Locate, in the data below, the line that contains "pub fn segments(&self)" and the line that contains "pub enum AccessError"; reproduce exactly those two lines and every line between them, nothing more.

Saved data entries:
######
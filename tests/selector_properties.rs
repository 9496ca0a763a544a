use yamlselect::document::{DocumentStore, NodeId, YamlNode};
use yamlselect::selector::{Condition, Selector};
use yamlselect::traversal::{
    Evaluator, NodeKind, Scalar, SelectError, StructuralError, Traversal, TraversalLimits,
};

fn fixture() -> DocumentStore {
    DocumentStore::single(
        "root",
        YamlNode::map(vec![
            (
                "x",
                YamlNode::map(vec![("y", YamlNode::map(vec![("z", YamlNode::int(1))]))]),
            ),
            (
                "w",
                YamlNode::list(vec![YamlNode::map(vec![("v", YamlNode::int(2))])]),
            ),
            ("n", YamlNode::int(7)),
        ]),
    )
}

fn ids(store: &DocumentStore, paths: &[&str]) -> Vec<NodeId> {
    paths.iter().map(|path| store.id_for("root", path)).collect()
}

fn covered(traversal: &Traversal<NodeId>) -> Vec<NodeId> {
    traversal.covered.iter().cloned().collect()
}

fn run(store: &DocumentStore, selector: &Selector) -> Traversal<NodeId> {
    let root = store.root_node().unwrap();
    Evaluator::new(store).evaluate(selector, &root).unwrap()
}

#[test]
fn test_results_are_always_covered() {
    let store = fixture();
    let selectors = vec![
        Selector::matcher(),
        Selector::explore_all(Selector::matcher()),
        Selector::explore_recursive(5, Selector::explore_all(Selector::union(vec![
            Selector::matcher(),
            Selector::edge(),
        ]))),
        Selector::explore_fields([
            ("w", Selector::explore_index(0, Selector::labelled("first"))),
            ("n", Selector::match_if(Condition::GreaterThan(Scalar::Int(5)))),
        ]),
        Selector::conditional(
            Condition::has_field("x"),
            Selector::explore_all(Selector::explore_all(Selector::matcher())),
        ),
    ];

    for selector in &selectors {
        let traversal = run(&store, selector);
        assert!(!traversal.results.is_empty(), "no results for {:?}", selector);
        for found in &traversal.results {
            assert!(
                traversal.is_covered(&found.node),
                "{} matched but not covered by {:?}",
                found.node,
                selector
            );
        }
    }
}

#[test]
fn test_union_covers_both_members_and_orders_results_by_member() {
    let store = fixture();
    let first = Selector::explore_fields([("n", Selector::labelled("first"))]);
    let second = Selector::explore_all(Selector::labelled("second"));
    let union = Selector::union(vec![first.clone(), second.clone()]);

    let a = run(&store, &first);
    let b = run(&store, &second);
    let both = run(&store, &union);

    let mut expected = covered(&a);
    for id in &b.covered {
        if !expected.contains(id) {
            expected.push(id.clone());
        }
    }
    assert_eq!(covered(&both), expected);

    let mut expected_results = a.results.clone();
    expected_results.extend(b.results.clone());
    assert_eq!(both.results, expected_results);
    assert_eq!(both.results[0].label.as_deref(), Some("first"));
    assert_eq!(both.results[1].label.as_deref(), Some("second"));
}

#[test]
fn test_recursion_with_zero_depth_never_matches() {
    let store = fixture();
    let traversal = run(&store, &Selector::explore_recursive(0, Selector::matcher()));
    assert!(traversal.results.is_empty());
    assert_eq!(covered(&traversal), ids(&store, &["/"]));
}

#[test]
fn test_recursion_of_depth_two_stops_at_grandchildren() {
    let store = fixture();
    let selector = Selector::explore_recursive(2, Selector::explore_all(Selector::edge()));
    let traversal = run(&store, &selector);
    assert_eq!(
        covered(&traversal),
        ids(&store, &["/", "/x", "/x/y", "/w", "/w/0", "/n"])
    );
    assert!(!traversal.is_covered(&store.id_for("root", "/x/y/z")));
    assert!(!traversal.is_covered(&store.id_for("root", "/w/0/v")));
}

#[test]
fn test_explore_fields_never_visits_other_keys() {
    let store = DocumentStore::single(
        "root",
        YamlNode::map(vec![("a", YamlNode::string("X")), ("b", YamlNode::string("Y"))]),
    );
    let traversal = run(&store, &Selector::explore_fields([("a", Selector::matcher())]));
    assert_eq!(covered(&traversal), ids(&store, &["/", "/a"]));
    assert_eq!(traversal.matched_nodes(), vec![&store.id_for("root", "/a")]);
}

#[test]
fn test_explore_fields_skips_missing_keys() {
    let store = fixture();
    let selector = Selector::explore_fields([
        ("missing", Selector::matcher()),
        ("n", Selector::matcher()),
    ]);
    let traversal = run(&store, &selector);
    assert_eq!(covered(&traversal), ids(&store, &["/", "/n"]));
}

#[test]
fn test_conditional_on_non_map_covers_only_the_node() {
    let store = DocumentStore::single("root", YamlNode::int(5));
    let selector = Selector::conditional(
        Condition::HasKind(NodeKind::Map),
        Selector::explore_all(Selector::matcher()),
    );
    let traversal = run(&store, &selector);
    assert!(traversal.results.is_empty());
    assert_eq!(covered(&traversal), ids(&store, &["/"]));
}

#[test]
fn test_conditional_stays_on_same_node() {
    let store = fixture();
    let selector = Selector::conditional(Condition::has_field("n"), Selector::matcher());
    let traversal = run(&store, &selector);
    assert_eq!(covered(&traversal), ids(&store, &["/"]));
    assert_eq!(traversal.matched_nodes(), vec![&store.id_for("root", "/")]);
}

#[test]
fn test_edge_without_recursion_is_structural() {
    let store = fixture();
    let root = store.root_node().unwrap();

    let err = Evaluator::new(&store)
        .evaluate(&Selector::edge(), &root)
        .unwrap_err();
    assert!(matches!(
        err,
        SelectError::Structural {
            kind: StructuralError::EdgeWithoutRecursion,
            ..
        }
    ));
    assert_eq!(err.node(), "root:/");

    let nested = Selector::explore_fields([("x", Selector::edge())]);
    let err = Evaluator::new(&store).evaluate(&nested, &root).unwrap_err();
    assert!(err.is_structural());
    assert_eq!(err.node(), "root:/x");
    assert_eq!(
        err.selector_path().steps(),
        &["exploreFields", "exploreRecursiveEdge"]
    );
}

#[test]
fn test_condition_deeper_than_budget_fails() {
    let store = fixture();
    let root = store.root_node().unwrap();
    let condition = Condition::not(Condition::not(Condition::not(Condition::IsLink)));
    assert_eq!(condition.size(), 4);

    let limits = TraversalLimits {
        condition_budget: 3,
        ..Default::default()
    };
    let err = Evaluator::new(&store)
        .with_limits(limits)
        .evaluate(&Selector::match_if(condition.clone()), &root)
        .unwrap_err();
    assert!(err.is_resource_limit());

    let traversal = run(&store, &Selector::match_if(condition));
    assert_eq!(traversal.results.len(), 1);
}

#[test]
fn test_range_visits_indices_in_ascending_order() {
    let store = DocumentStore::single(
        "root",
        YamlNode::list((0..6).map(YamlNode::int).collect()),
    );
    let traversal = run(&store, &Selector::explore_range(2, 5, Selector::matcher()));
    assert_eq!(covered(&traversal), ids(&store, &["/", "/2", "/3", "/4"]));
    assert_eq!(traversal.results.len(), 3);

    let empty = run(&store, &Selector::explore_range(4, 2, Selector::matcher()));
    assert!(empty.results.is_empty());
}
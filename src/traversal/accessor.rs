//! The node accessor capability consumed by the evaluator.
//!
//! The evaluator never builds nodes itself. Everything it knows about a data
//! tree comes through [`NodeAccessor`]: the kind of a node, its scalar value,
//! its children, and the target of a link. Implementations may be backed by
//! memory, disk or the network, so every fetching operation is fallible.

use std::cmp::Ordering;
use std::fmt;
use std::hash::Hash;

use serde::{Deserialize, Serialize};
use thiserror::Error;

/// The kind of a node in a data tree.
#[derive(Debug, Clone, Copy, PartialEq, Eq, Hash, Serialize, Deserialize)]
#[serde(rename_all = "camelCase")]
pub enum NodeKind {
    Map,
    List,
    Null,
    Bool,
    Int,
    Float,
    String,
    Bytes,
    Link,
}

impl NodeKind {
    /// Returns true for every kind that carries a scalar value.
    pub fn is_scalar(&self) -> bool {
        !matches!(self, NodeKind::Map | NodeKind::List | NodeKind::Link)
    }
}

impl fmt::Display for NodeKind {
    fn fmt(&self, f: &mut fmt::Formatter<'_>) -> fmt::Result {
        let name = match self {
            NodeKind::Map => "map",
            NodeKind::List => "list",
            NodeKind::Null => "null",
            NodeKind::Bool => "bool",
            NodeKind::Int => "int",
            NodeKind::Float => "float",
            NodeKind::String => "string",
            NodeKind::Bytes => "bytes",
            NodeKind::Link => "link",
        };
        f.write_str(name)
    }
}

/// A scalar value, either read from a node or written into a condition.
#[derive(Debug, Clone, PartialEq, Serialize, Deserialize)]
#[serde(untagged)]
pub enum Scalar {
    Bool(bool),
    Int(i64),
    Float(f64),
    String(String),
    Bytes(Vec<u8>),
    Null,
}

impl Scalar {
    /// Returns the node kind this scalar would have in a data tree.
    pub fn kind(&self) -> NodeKind {
        match self {
            Scalar::Bool(_) => NodeKind::Bool,
            Scalar::Int(_) => NodeKind::Int,
            Scalar::Float(_) => NodeKind::Float,
            Scalar::String(_) => NodeKind::String,
            Scalar::Bytes(_) => NodeKind::Bytes,
            Scalar::Null => NodeKind::Null,
        }
    }

    /// Orders two scalars of compatible kinds.
    ///
    /// Integers and floats compare numerically with each other, strings and
    /// bytes lexicographically, booleans with `false < true`. Incompatible
    /// kinds (and NaN) yield `None`.
    pub fn compare(&self, other: &Scalar) -> Option<Ordering> {
        match (self, other) {
            (Scalar::Int(a), Scalar::Int(b)) => Some(a.cmp(b)),
            (Scalar::Int(a), Scalar::Float(b)) => (*a as f64).partial_cmp(b),
            (Scalar::Float(a), Scalar::Int(b)) => a.partial_cmp(&(*b as f64)),
            (Scalar::Float(a), Scalar::Float(b)) => a.partial_cmp(b),
            (Scalar::String(a), Scalar::String(b)) => Some(a.cmp(b)),
            (Scalar::Bytes(a), Scalar::Bytes(b)) => Some(a.cmp(b)),
            (Scalar::Bool(a), Scalar::Bool(b)) => Some(a.cmp(b)),
            (Scalar::Null, Scalar::Null) => Some(Ordering::Equal),
            _ => None,
        }
    }
}

/// One step from a node to one of its children.
#[derive(Debug, Clone, PartialEq, Eq, Hash, PartialOrd, Ord)]
pub enum PathSegment {
    /// Map entry by key
    Key(String),
    /// List element by index
    Index(u64),
}

impl fmt::Display for PathSegment {
    fn fmt(&self, f: &mut fmt::Formatter<'_>) -> fmt::Result {
        match self {
            PathSegment::Key(key) => f.write_str(key),
            PathSegment::Index(index) => write!(f, "{}", index),
        }
    }
}

/// A path of segments from a block root to a node.
#[derive(Debug, Clone, Default, PartialEq, Eq, Hash, PartialOrd, Ord)]
pub struct NodePath(Vec<PathSegment>);

impl NodePath {
    pub fn root() -> Self {
        Self(Vec::new())
    }

    /// Returns a new path extended by one segment.
    pub fn join(&self, segment: PathSegment) -> Self {
        let mut segments = self.0.clone();
        segments.push(segment);
        Self(segments)
    }

    pub fn segments(&self) -> &[PathSegment] {
        &self.0
    }

    pub fn is_root(&self) -> bool {
        self.0.is_empty()
    }
}

impl From<Vec<PathSegment>> for NodePath {
    fn from(segments: Vec<PathSegment>) -> Self {
        Self(segments)
    }
}

impl fmt::Display for NodePath {
    fn fmt(&self, f: &mut fmt::Formatter<'_>) -> fmt::Result {
        if self.0.is_empty() {
            return f.write_str("/");
        }
        for segment in &self.0 {
            write!(f, "/{}", segment)?;
        }
        Ok(())
    }
}

/// Failures reported by a [`NodeAccessor`].
#[derive(Debug, Clone, PartialEq, Eq, Error)]
pub enum AccessError {
    /// The link target is not present in the backing store.
    #[error("link target '{target}' not found")]
    MissingBlock { target: String },

    /// Dereference was requested on a node that is not a link.
    #[error("node {node} is not a link")]
    NotALink { node: String },

    /// The backing store could not be reached.
    #[error("failed to fetch '{target}': {reason}")]
    Unreachable { target: String, reason: String },
}

/// Read-only access to a data tree.
///
/// `Node` is a cheap handle into the tree; `Id` is the stable identity the
/// evaluator reports in covered and result sets. Child enumeration must be
/// deterministic, since traversal order (and therefore the covered set used
/// as a proof) depends on it.
pub trait NodeAccessor {
    type Node: Clone;
    type Id: Clone + Eq + Hash + fmt::Debug + fmt::Display;

    fn identity(&self, node: &Self::Node) -> Self::Id;

    fn kind(&self, node: &Self::Node) -> NodeKind;

    /// Returns the scalar value of a scalar node, `None` for maps, lists and links.
    fn scalar(&self, node: &Self::Node) -> Option<Scalar>;

    /// Returns the number of elements of a list node, `None` for anything else.
    fn length(&self, node: &Self::Node) -> Option<u64>;

    /// Looks up a map entry. Missing keys and non-map nodes yield `Ok(None)`.
    fn child(&self, node: &Self::Node, key: &str) -> Result<Option<Self::Node>, AccessError>;

    /// Looks up a list element. Out-of-range indices and non-list nodes yield `Ok(None)`.
    fn element(&self, node: &Self::Node, index: u64) -> Result<Option<Self::Node>, AccessError>;

    /// Enumerates map entries or list elements in their natural order.
    fn children(&self, node: &Self::Node) -> Result<Vec<(PathSegment, Self::Node)>, AccessError>;

    /// Resolves a link node to the node it points at.
    fn dereference(&self, link: &Self::Node) -> Result<Self::Node, AccessError>;
}

#[cfg(test)]
mod tests {
    use super::*;

    #[test]
    fn test_scalar_kinds() {
        assert!(NodeKind::Int.is_scalar());
        assert!(NodeKind::Null.is_scalar());
        assert!(!NodeKind::Map.is_scalar());
        assert!(!NodeKind::Link.is_scalar());
        assert_eq!(Scalar::String("x".to_string()).kind(), NodeKind::String);
    }

    #[test]
    fn test_compare_mixed_numbers() {
        assert_eq!(
            Scalar::Int(3).compare(&Scalar::Float(2.5)),
            Some(Ordering::Greater)
        );
        assert_eq!(
            Scalar::Float(3.0).compare(&Scalar::Int(3)),
            Some(Ordering::Equal)
        );
    }

    #[test]
    fn test_compare_incompatible_kinds() {
        assert_eq!(Scalar::Int(1).compare(&Scalar::String("1".to_string())), None);
        assert_eq!(Scalar::Float(f64::NAN).compare(&Scalar::Float(1.0)), None);
    }

    #[test]
    fn test_node_path_display() {
        let path = NodePath::root()
            .join(PathSegment::Key("items".to_string()))
            .join(PathSegment::Index(2));
        assert_eq!(path.to_string(), "/items/2");
        assert_eq!(NodePath::root().to_string(), "/");
    }
}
######
SOLUTION TO THE EXERCISE:
    pub fn segments(&self) -> &[PathSegment] {
        &self.0
    }

    pub fn is_root(&self) -> bool {
        self.0.is_empty()
    }
}

impl From<Vec<PathSegment>> for NodePath {
    fn from(segments: Vec<PathSegment>) -> Self {
        Self(segments)
    }
}

impl fmt::Display for NodePath {
    fn fmt(&self, f: &mut fmt::Formatter<'_>) -> fmt::Result {
        if self.0.is_empty() {
            return f.write_str("/");
        }
        for segment in &self.0 {
            write!(f, "/{}", segment)?;
        }
        Ok(())
    }
}

/// Failures reported by a [`NodeAccessor`].
#[derive(Debug, Clone, PartialEq, Eq, Error)]
pub enum AccessError {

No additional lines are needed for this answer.